FW = Forward, HB = Half-back, GK = Goalkeeper, FB = Full-back

==Aftermath==
With the Fourth Division championship not confirmed until the final match, Gillingham did not receive the trophy until June, when it was presented to club chairman Clifford Grossmark at a formal reception at the Cafe Royal in London. The club received a pay-out of from the Football League for winning the title. In the team's first season in the Third Division, they finished in 7th place, four points off a second consecutive promotion. Gillingham spent seven seasons in the Third Division before being relegated back to the Fourth in 1971. The club did not reach the last 16 of the League Cup again until the 1996–97 season.
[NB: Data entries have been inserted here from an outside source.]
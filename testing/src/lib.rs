//! # Bookclub Testing
//!
//! Testing utilities for the bookclub crates.
//!
//! This crate provides:
//! - Clocks: [`FixedClock`] and the adjustable [`ManualClock`]
//! - In-memory collaborators, re-exported from `bookclub-runtime`
//! - Fault injection: [`FaultyStudyRepository`], [`FaultyAccountDirectory`]
//! - [`ManualTicker`] for driving the sweep scheduler by hand
//! - Fixtures and proptest strategies
//!
//! ## Example
//!
//! ```
//! use bookclub_testing::{ManualClock, TestWorld};
//! use chrono::NaiveDate;
//!
//! # tokio_test::block_on(async {
//! let today = NaiveDate::from_ymd_opt(2025, 3, 1).unwrap();
//! let world = TestWorld::new(ManualClock::on(today));
//! let admin = world.register("admin@example.com");
//!
//! let id = world
//!     .runtime
//!     .studies()
//!     .create(&admin.email, &world.input().build())
//!     .await
//!     .unwrap();
//! assert_eq!(world.studies.get(id).unwrap().enrolled_count(), 0);
//! # });
//! ```

use bookclub_core::environment::Clock;
use chrono::{DateTime, Days, FixedOffset, NaiveDate, NaiveTime, Offset, TimeZone, Utc};
use std::sync::{Arc, PoisonError, RwLock};

pub mod faults;
pub mod fixtures;
pub mod ticker;

/// Mock implementations of Environment traits
pub mod mocks {
    use super::{
        Arc, Clock, DateTime, Days, FixedOffset, NaiveDate, NaiveTime, Offset, PoisonError,
        RwLock, TimeZone, Utc,
    };

    fn noon_utc(date: NaiveDate) -> DateTime<Utc> {
        Utc.from_utc_datetime(&date.and_time(NaiveTime::MIN + chrono::TimeDelta::hours(12)))
    }

    /// Fixed clock for deterministic tests
    ///
    /// Always returns the same time, making tests reproducible.
    ///
    /// # Example
    ///
    /// ```
    /// use bookclub_testing::mocks::FixedClock;
    /// use bookclub_core::environment::Clock;
    /// use chrono::Utc;
    ///
    /// let clock = FixedClock::new(Utc::now());
    /// assert_eq!(clock.now(), clock.now());
    /// ```
    #[derive(Debug, Clone)]
    pub struct FixedClock {
        time: DateTime<Utc>,
        offset: FixedOffset,
    }

    impl FixedClock {
        /// Create a new fixed clock with the given time
        #[must_use]
        pub fn new(time: DateTime<Utc>) -> Self {
            Self {
                time,
                offset: Utc.fix(),
            }
        }

        /// Fixed clock at noon UTC on `date`
        #[must_use]
        pub fn on(date: NaiveDate) -> Self {
            Self::new(noon_utc(date))
        }

        /// Reads calendar dates in `offset`
        #[must_use]
        pub const fn with_offset(mut self, offset: FixedOffset) -> Self {
            self.offset = offset;
            self
        }
    }

    impl Clock for FixedClock {
        fn now(&self) -> DateTime<Utc> {
            self.time
        }

        fn offset(&self) -> FixedOffset {
            self.offset
        }
    }

    /// Clock that only moves when a test moves it.
    ///
    /// Clones share the same time, so a test can keep one handle while the
    /// services under test hold another.
    #[derive(Debug, Clone)]
    pub struct ManualClock {
        time: Arc<RwLock<DateTime<Utc>>>,
    }

    impl ManualClock {
        /// Manual clock starting at `time`
        #[must_use]
        pub fn new(time: DateTime<Utc>) -> Self {
            Self {
                time: Arc::new(RwLock::new(time)),
            }
        }

        /// Manual clock starting at noon UTC on `date`
        #[must_use]
        pub fn on(date: NaiveDate) -> Self {
            Self::new(noon_utc(date))
        }

        /// Moves to `time`
        pub fn set(&self, time: DateTime<Utc>) {
            *self.time.write().unwrap_or_else(PoisonError::into_inner) = time;
        }

        /// Moves to noon UTC on `date`
        pub fn set_today(&self, date: NaiveDate) {
            self.set(noon_utc(date));
        }

        /// Moves forward by whole days
        pub fn advance_days(&self, days: u64) {
            let mut time = self.time.write().unwrap_or_else(PoisonError::into_inner);
            if let Some(later) = time.checked_add_days(Days::new(days)) {
                *time = later;
            }
        }
    }

    impl Clock for ManualClock {
        fn now(&self) -> DateTime<Utc> {
            *self.time.read().unwrap_or_else(PoisonError::into_inner)
        }
    }

    /// Create a default fixed clock for tests (2025-01-01 00:00:00 UTC)
    ///
    /// # Panics
    ///
    /// This function will panic if the hardcoded timestamp fails to parse,
    /// which should never happen in practice.
    #[must_use]
    #[allow(clippy::expect_used)]
    pub fn test_clock() -> FixedClock {
        FixedClock::new(
            DateTime::parse_from_rfc3339("2025-01-01T00:00:00Z")
                .expect("hardcoded timestamp should always parse")
                .with_timezone(&Utc),
        )
    }
}

pub use faults::{FaultyAccountDirectory, FaultyStudyRepository};
pub use fixtures::{StudyInputBuilder, TestWorld, init_tracing};
pub use bookclub_runtime::{InMemoryAccountDirectory, InMemoryStudyRepository};
pub use mocks::{FixedClock, ManualClock, test_clock};
pub use ticker::{ManualTicker, ManualTickerHandle};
The 1963–64 Fourth Division remained Gillingham's only Football League divisional championship win for nearly fifty years, until the club again won the championship of the fourth tier of English football (by now called Football League Two) in the 2012–13 season.